_About this exercise_: Up to and including the line with "pub const RESET_PULSE: Duration", please set down the entries below exactly, starting from the first line.
Top of Information shown
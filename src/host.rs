//! Top-level screen coordinator.
//!
//! [`ScreenHost`] owns the quiz session and the preference store, decides
//! the orientation policy once at startup, and turns preference changes
//! into quiz reconfiguration. Everything it needs from the outside world
//! (screen traits, toasts, haptics, navigation) goes through [`Platform`].

use crate::catalog::RegionId;
use crate::error::Result;
use crate::preferences::{ListenerId, PreferenceDefaults, PreferenceKey, PreferenceStore};
use crate::quiz::{GuessOutcome, QuizSession};
use std::collections::BTreeSet;
use std::fmt;
use std::time::Duration;
use tracing::{debug, info, warn};

/// Length of the haptic pulse fired by a manual reset.
pub const RESET_PULSE: Duration = Duration::from_millis(100);

/// Size bucket of the display, in terminal cells.
#[derive(Debug, Clone, Copy, PartialEq, Eq, PartialOrd, Ord)]
pub enum ScreenSize {
    Small,
    Normal,
    Large,
    XLarge,
}

impl ScreenSize {
    pub fn classify(cols: u16, rows: u16) -> Self {
        if cols >= 160 && rows >= 48 {
            ScreenSize::XLarge
        } else if cols >= 120 && rows >= 36 {
            ScreenSize::Large
        } else if cols < 60 || rows < 20 {
            ScreenSize::Small
        } else {
            ScreenSize::Normal
        }
    }

    pub fn is_phone(self) -> bool {
        matches!(self, ScreenSize::Small | ScreenSize::Normal)
    }
}

#[derive(Debug, Clone, Copy, PartialEq, Eq)]
pub enum Orientation {
    Portrait,
    Landscape,
}

impl Orientation {
    /// Terminal cells are roughly twice as tall as they are wide.
    pub fn from_size(cols: u16, rows: u16) -> Self {
        if u32::from(rows) * 2 >= u32::from(cols) {
            Orientation::Portrait
        } else {
            Orientation::Landscape
        }
    }
}

#[derive(Debug, Clone, Copy, PartialEq, Eq)]
pub enum OrientationLock {
    Unlocked,
    Portrait,
}

/// Transient message for the player. A new notice replaces the previous one.
#[derive(Debug, Clone, Copy, PartialEq, Eq)]
pub enum Notice {
    RestartingQuiz,
    DefaultRegionApplied(RegionId),
    RestartingWithDefaultRegion(RegionId),
    QuizReset,
}

impl fmt::Display for Notice {
    fn fmt(&self, f: &mut fmt::Formatter<'_>) -> fmt::Result {
        match self {
            Notice::RestartingQuiz => write!(f, "Quiz will restart with your new settings"),
            Notice::DefaultRegionApplied(region) => write!(
                f,
                "One region must be selected. {} set as the default region.",
                region
            ),
            Notice::RestartingWithDefaultRegion(region) => write!(
                f,
                "{} set as the default region. Quiz will restart.",
                region
            ),
            Notice::QuizReset => write!(f, "Restarting quiz"),
        }
    }
}

#[derive(Debug, Clone, Copy, PartialEq, Eq)]
pub enum MenuItem {
    OpenSettings,
    ResetQuiz,
}

impl MenuItem {
    pub fn label(self) -> &'static str {
        match self {
            MenuItem::OpenSettings => "Settings",
            MenuItem::ResetQuiz => "Reset Quiz",
        }
    }
}

pub const MENU: [MenuItem; 2] = [MenuItem::OpenSettings, MenuItem::ResetQuiz];

/// What the host needs from the device it runs on.
pub trait Platform {
    fn screen_size(&self) -> ScreenSize;
    fn orientation(&self) -> Orientation;
    fn notify(&mut self, notice: Notice);
    fn vibrate(&mut self, duration: Duration);
    fn open_settings(&mut self);
}

pub struct ScreenHost<P: Platform> {
    platform: P,
    store: PreferenceStore,
    quiz: QuizSession,
    defaults: PreferenceDefaults,
    phone_device: bool,
    orientation_lock: OrientationLock,
    listener: Option<ListenerId>,
    initialized: bool,
    correcting_regions: bool,
}

impl<P: Platform> ScreenHost<P> {
    pub fn new(
        platform: P,
        store: PreferenceStore,
        quiz: QuizSession,
        defaults: PreferenceDefaults,
    ) -> Self {
        ScreenHost {
            platform,
            store,
            quiz,
            defaults,
            phone_device: true,
            orientation_lock: OrientationLock::Unlocked,
            listener: None,
            initialized: false,
            correcting_regions: false,
        }
    }

    /// Fixes the orientation policy, registers for preference changes and
    /// starts the first quiz. Later calls do nothing.
    pub fn initialize(&mut self) -> Result<()> {
        if self.initialized {
            debug!("Screen host already initialized");
            return Ok(());
        }

        self.store.set_defaults(&self.defaults, false)?;

        let size = self.platform.screen_size();
        self.phone_device = size.is_phone();
        if self.phone_device {
            self.orientation_lock = OrientationLock::Portrait;
        }
        info!(?size, phone = self.phone_device, "Device classified");

        let mut regions = self.read_regions()?;
        if regions.is_empty() {
            self.write_default_region()?;
            self.platform.notify(Notice::DefaultRegionApplied(RegionId::DEFAULT));
            regions = BTreeSet::from([RegionId::DEFAULT]);
        }

        self.listener = Some(self.store.register_listener()?);

        let choices = self.read_choices()?;
        self.quiz.configure(choices, &regions);
        self.quiz.reset()?;
        self.initialized = true;
        Ok(())
    }

    /// Delivers queued preference changes one at a time. A change written
    /// while handling another is delivered after it, never recursively.
    pub fn dispatch_preference_changes(&mut self) -> Result<usize> {
        let mut handled = 0;
        while let Some(key) = self.store.take_change() {
            self.on_preference_changed(key)?;
            handled += 1;
        }
        Ok(handled)
    }

    pub fn on_preference_changed(&mut self, key: PreferenceKey) -> Result<()> {
        debug!(key = key.as_str(), "Preference changed");
        match key {
            PreferenceKey::Choices => {
                let choices = self.read_choices()?;
                let regions = self.quiz.enabled_regions().clone();
                self.quiz.configure(choices, &regions);
                self.quiz.reset()?;
                self.platform.notify(Notice::RestartingQuiz);
            }
            PreferenceKey::Regions => {
                let regions = self.read_regions()?;
                if regions.is_empty() {
                    if self.correcting_regions {
                        warn!("Default region write did not take effect");
                        return Ok(());
                    }
                    self.write_default_region()?;
                    self.correcting_regions = true;
                    self.platform.notify(Notice::DefaultRegionApplied(RegionId::DEFAULT));
                } else {
                    let choices = self.quiz.choice_count();
                    self.quiz.configure(choices, &regions);
                    self.quiz.reset()?;
                    let notice = if std::mem::take(&mut self.correcting_regions) {
                        Notice::RestartingWithDefaultRegion(RegionId::DEFAULT)
                    } else {
                        Notice::RestartingQuiz
                    };
                    self.platform.notify(notice);
                }
            }
        }
        Ok(())
    }

    /// Stores a new choice count and applies it.
    pub fn update_choices(&mut self, choices: usize) -> Result<()> {
        self.store
            .edit()
            .put_int(PreferenceKey::Choices, choices)
            .apply()?;
        self.dispatch_preference_changes()?;
        Ok(())
    }

    /// Stores a new region selection and applies it.
    pub fn update_regions(&mut self, regions: &BTreeSet<RegionId>) -> Result<()> {
        let keys: BTreeSet<String> = regions.iter().map(|r| r.key().to_string()).collect();
        self.store
            .edit()
            .put_string_set(PreferenceKey::Regions, &keys)?
            .apply()?;
        self.dispatch_preference_changes()?;
        Ok(())
    }

    /// Flips one region in the stored selection.
    pub fn toggle_region(&mut self, region: RegionId) -> Result<()> {
        let mut regions = self.read_regions()?;
        if !regions.remove(&region) {
            regions.insert(region);
        }
        self.update_regions(&regions)
    }

    /// The menu is offered only while the screen is in portrait.
    pub fn build_menu(&self) -> Option<[MenuItem; 2]> {
        match self.effective_orientation() {
            Orientation::Portrait => Some(MENU),
            Orientation::Landscape => None,
        }
    }

    pub fn on_menu_item(&mut self, item: MenuItem) -> Result<()> {
        match item {
            MenuItem::OpenSettings => {
                self.on_settings_requested();
                Ok(())
            }
            MenuItem::ResetQuiz => self.on_reset_requested(),
        }
    }

    pub fn on_reset_requested(&mut self) -> Result<()> {
        self.quiz.reset()?;
        self.platform.notify(Notice::QuizReset);
        self.platform.vibrate(RESET_PULSE);
        info!("Quiz reset from menu");
        Ok(())
    }

    /// Starts over from the final score screen. Unlike a menu reset this
    /// is the expected next step, so there is no notice or pulse.
    pub fn play_again(&mut self) -> Result<()> {
        self.quiz.reset()
    }

    pub fn on_settings_requested(&mut self) {
        self.platform.open_settings();
    }

    pub fn submit_guess(&mut self, label: &str) -> Result<GuessOutcome> {
        self.quiz.record_guess(label)
    }

    pub fn requested_orientation(&self) -> OrientationLock {
        self.orientation_lock
    }

    pub fn effective_orientation(&self) -> Orientation {
        match self.orientation_lock {
            OrientationLock::Portrait => Orientation::Portrait,
            OrientationLock::Unlocked => self.platform.orientation(),
        }
    }

    pub fn is_phone_device(&self) -> bool {
        self.phone_device
    }

    /// Large screens in landscape show the settings next to the quiz.
    pub fn shows_settings_pane(&self) -> bool {
        !self.phone_device && self.effective_orientation() == Orientation::Landscape
    }

    pub fn quiz(&self) -> &QuizSession {
        &self.quiz
    }

    pub fn preferences(&self) -> &PreferenceStore {
        &self.store
    }

    pub fn platform(&self) -> &P {
        &self.platform
    }

    pub fn platform_mut(&mut self) -> &mut P {
        &mut self.platform
    }

    /// Stored region selection; unknown region names are skipped.
    pub fn read_regions(&self) -> Result<BTreeSet<RegionId>> {
        let stored = self.store.get_string_set(PreferenceKey::Regions)?;
        Ok(stored
            .unwrap_or_default()
            .iter()
            .filter_map(|name| match name.parse::<RegionId>() {
                Ok(region) => Some(region),
                Err(e) => {
                    warn!(error = %e, "Ignoring stored region");
                    None
                }
            })
            .collect())
    }

    pub fn read_choices(&self) -> Result<usize> {
        self.store
            .get_int(PreferenceKey::Choices, self.defaults.choices)
    }

    fn write_default_region(&mut self) -> Result<()> {
        let regions = BTreeSet::from([RegionId::DEFAULT.key().to_string()]);
        info!(region = RegionId::DEFAULT.key(), "No region selected, applying default");
        self.store
            .edit()
            .put_string_set(PreferenceKey::Regions, &regions)?
            .apply()?;
        Ok(())
    }

    /// Unregisters from the preference store. Safe to call twice.
    pub fn shutdown(&mut self) {
        if let Some(id) = self.listener.take() {
            self.store.unregister_listener(id);
        }
    }
}

impl<P: Platform> Drop for ScreenHost<P> {
    fn drop(&mut self) {
        self.shutdown();
    }
}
Bottom of Information shown
_Your solution_:
filename src/host.rs
//! Top-level screen coordinator.
//!
//! [`ScreenHost`] owns the quiz session and the preference store, decides
//! the orientation policy once at startup, and turns preference changes
//! into quiz reconfiguration. Everything it needs from the outside world
//! (screen traits, toasts, haptics, navigation) goes through [`Platform`].

use crate::catalog::RegionId;
use crate::error::Result;
use crate::preferences::{ListenerId, PreferenceDefaults, PreferenceKey, PreferenceStore};
use crate::quiz::{GuessOutcome, QuizSession};
use std::collections::BTreeSet;
use std::fmt;
use std::time::Duration;
use tracing::{debug, info, warn};

/// Length of the haptic pulse fired by a manual reset.
pub const RESET_PULSE: Duration = Duration::from_millis(100);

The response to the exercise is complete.